Role swapping

  • Posted on March 18, 2015 at 10:00 pm

I guess it’s really funny. The years I spent described (not by me) as being ‘in role’, as if ‘living as a woman’ was an act, a choice, a play or a deceit … and now, here I am examining – my ‘role’!

Yes, the point is that in terms of my working life, I took a big step down, and now, long since the fear that I would be forever unemployable as trans* was proven wrong, I am feeling very under-employed. I feel a certain sexism that is not quite discrimination, but is nevertheless there at times, and part of me is screaming to be recognised for just how much I am capable of without having to fight for it.

My guess is that many women in work after family events breaking their careers, feel much the same.

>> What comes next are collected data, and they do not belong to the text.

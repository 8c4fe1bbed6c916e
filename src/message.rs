use std::net::IpAddr;

use crate::error::ChirpError;

/// Bit 0 of the wire `type` field: sender requests an ACK.
pub const TYPE_REQ_ACK: u8 = 1 << 0;
/// Bit 1: this message is an ACK.
pub const TYPE_ACK: u8 = 1 << 1;
/// Bit 2: this message is a liveness NOOP.
pub const TYPE_NOOP: u8 = 1 << 2;

bitflags::bitflags! {
    /// Internal bookkeeping flags carried alongside a [`Message`], never
    /// placed on the wire.
    pub struct MsgFlags: u16 {
        const USED         = 1 << 0;
        const ACK_RECEIVED = 1 << 1;
        const WRITE_DONE   = 1 << 2;
        const FREE_HEADER  = 1 << 3;
        const FREE_DATA    = 1 << 4;
        const HAS_SLOT     = 1 << 5;
        const SEND_ACK     = 1 << 6;
    }
}

/// Which IP family a [`Message`]/[`Remote`](crate::remote::Remote) endpoint
/// belongs to.
#[derive(Debug, Clone, Copy, PartialEq, Eq, Hash)]
pub enum IpProtocol {
    V4,
    V6,
}

impl IpProtocol {
    pub fn of(addr: &IpAddr) -> Self {
        match addr {
            IpAddr::V4(_) => IpProtocol::V4,
            IpAddr::V6(_) => IpProtocol::V6,
        }
    }
}

/// The endpoint tuple a [`Remote`](crate::remote::Remote) is keyed by:
/// `(ip_protocol, address, port)`.
#[derive(Debug, Clone, Copy, PartialEq, Eq, Hash)]
pub struct EndpointKey {
    pub ip_protocol: IpProtocol,
    pub address: IpAddr,
    pub port: u16,
}

impl EndpointKey {
    pub fn new(address: IpAddr, port: u16) -> Self {
        EndpointKey {
            ip_protocol: IpProtocol::of(&address),
            address,
            port,
        }
    }
}

/// Outcome delivered to a send callback, or to the library user on
/// message delivery.
pub type SendResult = std::result::Result<(), ChirpError>;

/// The user-visible message envelope described by the wire protocol.
///
/// `identity` is preserved verbatim across replies; `serial` is assigned
/// by the [`Writer`](crate::writer::Writer) strictly before the first
/// byte leaves the wire.
#[derive(Debug, Clone)]
pub struct Message {
    pub identity: [u8; 16],
    pub serial: u32,
    pub ty: u8,
    pub header: Vec<u8>,
    pub data: Vec<u8>,
    pub ip_protocol: IpProtocol,
    pub address: IpAddr,
    pub port: u16,
    pub remote_identity: [u8; 16],
    pub(crate) flags: MsgFlags,
    pub(crate) slot: Option<u32>,
    /// Correlates a queued/in-flight message back to the send callback
    /// registered for it. Never placed on the wire; unrelated to
    /// `identity`, which is user data and not guaranteed unique across
    /// remotes.
    pub(crate) callback_id: Option<u64>,
    /// The pool this slot was acquired from, held directly so release
    /// works even after the owning Connection has been torn down (spec
    /// §4.2: the pool outlives the Connection while a slot is held).
    pub(crate) pool: Option<crate::buffer_pool::BufferPool>,
    /// The connection the slot was acquired on, used only to clear its
    /// back-pressure `STOPPED` flag on release, if it still exists.
    pub(crate) conn_handle: Option<usize>,
}

impl Message {
    /// A blank outbound message, ready to have its identity/header/data
    /// filled in by the caller before a `send`.
    pub fn new(address: IpAddr, port: u16) -> Self {
        Message {
            identity: [0; 16],
            serial: 0,
            ty: 0,
            header: Vec::new(),
            data: Vec::new(),
            ip_protocol: IpProtocol::of(&address),
            address,
            port,
            remote_identity: [0; 16],
            flags: MsgFlags::empty(),
            slot: None,
            callback_id: None,
            pool: None,
            conn_handle: None,
        }
    }

    pub fn endpoint(&self) -> EndpointKey {
        EndpointKey {
            ip_protocol: self.ip_protocol,
            address: self.address,
            port: self.port,
        }
    }

    pub fn header_len(&self) -> u16 {
        self.header.len() as u16
    }

    pub fn data_len(&self) -> u32 {
        self.data.len() as u32
    }

    pub fn set_req_ack(&mut self, on: bool) {
        if on {
            self.ty |= TYPE_REQ_ACK;
        } else {
            self.ty &= !TYPE_REQ_ACK;
        }
    }

    pub fn req_ack(&self) -> bool {
        self.ty & TYPE_REQ_ACK != 0
    }

    pub fn is_ack(&self) -> bool {
        self.ty & TYPE_ACK != 0
    }

    pub fn is_noop(&self) -> bool {
        self.ty & TYPE_NOOP != 0
    }

    pub fn slot_index(&self) -> Option<u32> {
        self.slot
    }

    pub fn flags_contains_send_ack(&self) -> bool {
        self.flags.contains(MsgFlags::SEND_ACK)
    }

    pub fn make_ack_for(&self) -> Message {
        let mut ack = Message::new(self.address, self.port);
        ack.identity = self.identity;
        ack.remote_identity = self.remote_identity;
        ack.ty = TYPE_ACK;
        ack
    }
}

/// A callback fired exactly once with the outcome of a `send`.
pub type SendCallback = Box<dyn FnOnce(SendResult) + Send + 'static>;

/// A callback fired for every fully reassembled inbound message.
/// `Chirp` is single-threaded (`!Send`), so unlike `SendCallback` this
/// carries no `Send` bound.
pub type RecvCallback = Box<dyn FnMut(Message) + 'static>;
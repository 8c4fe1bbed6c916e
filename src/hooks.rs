//! Stand-in for the spec's "user-visible identity/log hooks"
//! collaborator (spec.md §1, out of scope as an interface the core
//! *consumes*). A default implementation is provided so the crate is
//! usable standalone; embedders replace it with their own.

use rand::RngCore;

/// Identity generation and lifecycle logging, pluggable per
/// [`Chirp`](crate::chirp::Chirp) instance.
pub trait Hooks {
    /// Called once at `start` when `Config::identity` is all-zero.
    fn generate_identity(&self) -> [u8; 16] {
        let mut id = [0u8; 16];
        rand::thread_rng().fill_bytes(&mut id);
        id
    }
}

/// The hooks implementation used when the embedder supplies none.
pub struct DefaultHooks;

impl Hooks for DefaultHooks {}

But what is more in mind is how, over the past few months, living with a professional partner in a vastly more responsible job than I may ever see again, I am experiencing reversed roles. Not that I am complaining; it is genuinely interesting to see both sides, as I recall the hours I used to work, coming home late, and sometimes taking work with me on holiday. Nowadays, I am more likely to be first home from work, will set to making a meal, will accommodate late hours, the bringing home of office troubles and stress, looking after the home(s), and generally take a back seat when it comes to the pressures of work in life versus domestic pleasures. Don’t get me wrong, we do share things out very well – far better perhaps than I did when I was married – but I am recognising a bit of what it is to be the domestic wife supporting the (lesbian) husband!

Tonight I am starting this blog to fill in time while my partner works late to finish a report to a deadline. We hope to leave at 10:00 pm for our first weekend away, and employer demands have pushed us into second place. I can’t be angry, other than at situations intruding into precious personal life. I would have done the same. But I now see and understand what I was doing when I was the husband with the more important job, expecting everyone to fit around me. Once again, as a trans woman, I am seeing both sides of life: the privilege, the seniority, the primacy, the supporting act, the home-maker, the forgiver. This isn’t about rights and wrongs, but I am being faced with the feelings that I must have evoked when my job was so important (at least to me) that my wife simply had to sit and watch and wait until I was present and ready. (I’m not making an argument about employer pressure, our response, rights or wrongs; this happens, and we all try to do the best all-round thing at the time.)

I still do think it a privilege to live on both sides of life, see it as man and as woman, as husband and as wife, as lead earner, and as sideline. Quite what to do with this knowledge beyond personal enrichment, I’m not sure, but it is giving me plenty to reflect on, as to how our society’s patterns of working conflict with making the most or personhood and finding a ‘good life’.

 

Well, we did get away and had a wonderful weekend. We celebrated the ease with which, in this part of southern England, we could be ourselves, the clearly lesbian couple away for a weekend together. We spoke to kind strangers in the sauna as well as out walking, sat and people-watched over lunch, held hands everywhere and enjoyed the ease we have with each other.

Three months into our relationship, I still feel some surprise to be loved, but with it, day by day feel more completely in my gender. Friends did tell me before I had surgery that the onward journey had a great deal more change in it than I was expecting. Now I understand. The scars that healed many months ago are completely forgotten. The scars still healing are those from a lifetime of discomforts, and events and expectations joined to them. They don’t hurt the same, but as they fade into the life and love I am able to experience now, I am realising just how much I needed this complete transition.

And part of that is the understanding of role, the appreciation of gendered worlds, the very difficult male-minded design of work and commerce, the lesser value attached to person-oriented activities, the simply being female in society. I am very thankful to have known both sides and have gained a better appreciation of what it is to be human in the here and now, and I am happy to be wife and support, and possibly because I know that I also have an empowerment to be fully myself.